La sanificazione di case, uffici e aziende

la sanificazione

La sanificazione di case, uffici e aziende è uno degli argomenti topici degli ultimi mesi. Da fine febbraio ad oggi sono cambiate parecchie situazioni. Pensiamo per esempio ai luoghi di lavoro in azienda. Oppure alle diverse attività lavorative che quotidianamente frequentiamo, dal parrucchiere al supermercato passando per i negozi che da poco hanno riaperto. La sanificazione degli ambienti è diventata un must, un qualcosa di necessario per limitare il diffondere del contagio, proteggendo e proteggendosi. In sostanza con questa pratica si va ad eliminare alla base qualsiasi batterio ed agente contaminante che con le comuni pulizie non si riescono a rimuovere. Le migliori imprese di pulizie si sono immediatamente attrezzate per svolgere questo servizio (e molte già lo facevano). Serve utilizzare prodotti chimici detergenti per riportare il carico microbico entro standard di igiene accettabili ed ottimali che dipendono dalla destinazione d’uso degli ambienti interessati.

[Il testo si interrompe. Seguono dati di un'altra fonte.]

//! Tallyplot Geometry - data-to-geometry engine for dashboard charts
//!
//! This crate provides:
//! - Path primitives with SVG path data output
//! - Cardinal-spline smoothing
//! - Colors with hex parsing
//! - Chart engines (optional "chart" feature): aggregation, donut/pie/gauge
//!   arcs, smoothed line and area paths, bar layout, tooltip placement and
//!   hover state
//!
//! The engines are pure functions of their inputs. They never draw; a host
//! rendering layer takes the paths, coordinates and opacities and renders
//! them however it likes.
//!
//! # Example
//!
//! ```
//! use tallyplot_geometry::chart::*;
//!
//! let series = Series::from_pairs([("Open", 3.0), ("Closed", 1.0)]);
//! let donut = build_radial_geometry(&series, &RadialConfig::new(80.0, 50.0), &SeriesPalette);
//!
//! assert_eq!(donut.total, 4.0);
//! assert_eq!(donut.segments[0].percentage, 75.0);
//! let d = donut.segments[0].path_svg();
//! assert!(d.starts_with("M80,0 A80,80 0 1,1"));
//! ```

// Core primitives
mod color;
mod curve;
mod error;
mod path;

// Chart module (optional)
#[cfg(feature = "chart")]
pub mod chart;

// Re-exports
pub use color::*;
pub use curve::*;
pub use error::*;
pub use path::*;

pub use glam::Vec2;
//! Tallyplot - chart geometry for data dashboards
//!
//! Tallyplot turns tallies of domain records into drawable chart geometry.
//! It provides:
//!
//! - **Aggregation**: group records by key, sum or count, keep the top N
//! - **Radial charts**: donut, pie and gauge arcs with tooltip anchors
//! - **Line charts**: cardinal-spline paths with area fills, ticks and labels
//! - **Bar charts**: simple, stacked and pass/fail/n/a rows
//! - **Interaction**: tooltip placement and per-chart hover state
//!
//! Nothing here draws. The host rendering layer takes SVG path data,
//! coordinates and opacities from the engines and renders them.
//!
//! # Quick Start
//!
//! ```
//! use tallyplot::prelude::*;
//!
//! let engine = ChartEngine::default();
//! let records = ["Slip", "Burn", "Slip", "Cut"];
//!
//! let breakdown = engine.aggregate(records, |r| Some(*r), |_| Some(1.0));
//! let donut = engine.donut(&breakdown.series, 80.0, 50.0);
//!
//! let mut hover = engine.hover_model::<usize>();
//! hover.on_enter(0);
//! let tooltip = TooltipContent::from_segment(&donut.segments[0]);
//!
//! assert_eq!(tooltip.label, "Slip");
//! assert_eq!(tooltip.formatted_percentage(), "50.0%");
//! assert_eq!(hover.opacity_for(1), DEFAULT_DIMMED_OPACITY);
//! ```
//!
//! # Logging
//!
//! The engines emit `tracing` events. Call [`init_logging`] (or install any
//! subscriber) to see them.

pub mod engine;

// Re-export core types
pub use tallyplot_core as core;
pub use tallyplot_core::logging::{init as init_logging, try_init as try_init_logging};
pub use tallyplot_core::math;

// Re-export geometry
pub use tallyplot_geometry as geometry;
pub use tallyplot_geometry::chart;

pub use engine::{ChartEngine, ChartEngineBuilder};

/// Prelude module for convenient imports
pub mod prelude {
    pub use crate::engine::{ChartEngine, ChartEngineBuilder};

    // Core math types
    pub use tallyplot_core::math::Vec2;

    // Geometry primitives
    pub use tallyplot_geometry::{
        ChartError, ChartResult, Color, CubicBezier, Path, PathBuilder, PathCommand,
    };

    // Chart engines
    pub use tallyplot_geometry::chart::{
        AggregateOptions, Aggregation, BarLayout, BarOrientation, Captions, CenterLabel, ChartId,
        DEFAULT_DIMMED_OPACITY, DataPoint, DefaultCaptions, EngineConfig, FULL_OPACITY,
        GradientId, HoverModel, HoverState, HoverTransition, Insets, LineChart, Palette,
        RadialConfig, RadialGeometry, Rect, Segment, Series, SeriesPalette, SplineConfig,
        SplineGeometry, StackedBar, StackedKey, StackedLayout, TooltipContent, TooltipPlacement,
        TooltipPosition, TriState, WidthSource,
    };
}
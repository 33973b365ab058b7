//! Math helpers shared by the geometry engines.
//!
//! Vector types come from [`glam`]; everything in pixel space is `f32`,
//! everything in data space is `f64`.
//!
//! [`glam`]: https://docs.rs/glam

pub use glam::{Vec2, vec2};

/// Tolerance used when comparing accumulated floating point sums.
pub const EPSILON: f64 = 1e-9;

/// Return `value` if it is a usable divisor, otherwise `1.0`.
///
/// Zero, negative and non-finite totals all map to `1.0`, so a division by
/// the result yields zero-length geometry instead of `NaN` or infinity.
///
/// ```
/// use tallyplot_core::math::safe_divisor;
///
/// assert_eq!(safe_divisor(0.0), 1.0);
/// assert_eq!(safe_divisor(f64::NAN), 1.0);
/// assert_eq!(safe_divisor(42.0), 42.0);
/// ```
#[inline]
pub fn safe_divisor(value: f64) -> f64 {
    if value.is_finite() && value > 0.0 {
        value
    } else {
        1.0
    }
}

/// Share of `value` in `total`, in percent. Zero when `total` is not positive.
#[inline]
pub fn percentage(value: f64, total: f64) -> f64 {
    if total > 0.0 && total.is_finite() {
        (value / total) * 100.0
    } else {
        0.0
    }
}

/// Point on a circle of `radius` around `center` at `degrees`.
///
/// Angles follow screen conventions: 0° points right, angles grow clockwise
/// because the y axis points down.
#[inline]
pub fn polar_to_cartesian(center: Vec2, radius: f32, degrees: f64) -> Vec2 {
    let radians = degrees.to_radians();
    Vec2::new(
        center.x + radius * radians.cos() as f32,
        center.y + radius * radians.sin() as f32,
    )
}

/// Approximate equality for `f64` within `tolerance`.
#[inline]
pub fn approx_eq(a: f64, b: f64, tolerance: f64) -> bool {
    (a - b).abs() <= tolerance
}
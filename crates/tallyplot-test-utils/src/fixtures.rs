//! Canned data shared by tests and benchmarks.

use tallyplot_geometry::Color;
use tallyplot_geometry::chart::{BarSegment, Series, StackedBar};

/// A domain record as a dashboard page would hold it.
#[derive(Debug, Clone, PartialEq)]
pub struct Incident {
    /// Grouping key; `None` models a record with a missing field
    pub kind: Option<&'static str>,
    pub cost: Option<f64>,
}

impl Incident {
    pub const fn new(kind: &'static str, cost: f64) -> Self {
        Self {
            kind: Some(kind),
            cost: Some(cost),
        }
    }
}

/// Eight well-formed incidents over four kinds, plus two malformed ones.
pub fn incidents() -> Vec<Incident> {
    vec![
        Incident::new("Slip", 120.0),
        Incident::new("Burn", 300.0),
        Incident::new("Slip", 80.0),
        Incident::new("Cut", 45.5),
        Incident::new("Fall from height", 900.0),
        Incident::new("Slip", 20.0),
        Incident::new("Cut", 10.0),
        Incident::new("Burn", 50.0),
        Incident {
            kind: None,
            cost: Some(5.0),
        },
        Incident {
            kind: Some("Cut"),
            cost: None,
        },
    ]
}

/// `Jan = 0, Feb = 10, Mar = 5`.
pub fn monthly_series() -> Series {
    Series::from_pairs([("Jan", 0.0), ("Feb", 10.0), ("Mar", 5.0)])
}

/// Three segments for donut tests.
pub fn donut_series() -> Series {
    Series::from_pairs([("Open", 2.0), ("In progress", 1.0), ("Closed", 3.0)])
}

/// A series of `len` points with a deterministic zig-zag shape.
pub fn zigzag_series(len: usize) -> Series {
    Series::from_pairs((0..len).map(|i| (format!("p{i}"), ((i * 7) % 11) as f64)))
}

/// Two stacked bars plus an empty one.
pub fn stacked_bars() -> Vec<StackedBar> {
    let open = Color::from_hex(0x5CABED);
    let closed = Color::from_hex(0x73CCB0);
    vec![
        StackedBar::new("Site A")
            .with_segment(BarSegment::new("Open", 3.0, open))
            .with_segment(BarSegment::new("Closed", 1.0, closed)),
        StackedBar::new("Site B")
            .with_segment(BarSegment::new("Open", 2.0, open))
            .with_segment(BarSegment::new("Closed", 6.0, closed)),
        StackedBar::new("Site C"),
    ]
}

Prima la pulizia, poi la sanificazione

Quindi, prima si procede con la pulizia, poi con la sanificazione. Tale pratica è indicata per qualsiasi ambiente: dagli uffici agli appartamenti, dagli ospedali alle strutture sanitarie, passando per capannoni, chiese, palestre, scuole e molto altro. Si arriva perfino agli abitacoli di vetture e automezzi. In definitiva possiamo affermare che la sanificazione è assolutamente necessaria per garantire al 100% la sicurezza igienico-sanitaria di ogni tipo di ambiente, e per effettuarla è fondamentale affidarsi ad aziende specializzate e non improvvisate. In ultimo non va scordato che il Governo ha introdotto per i soggetti esercenti attività d’impresa, arti e professioni ed enti non commerciali la possibilità di ottenere il credito d’imposta per la sanificazione, per l’adeguamento degli ambienti di lavoro e per l’acquisto dei dispositivi di protezione: significa che si rientrerà in parte delle spese sostenute, secondo le specifiche regolamentazioni.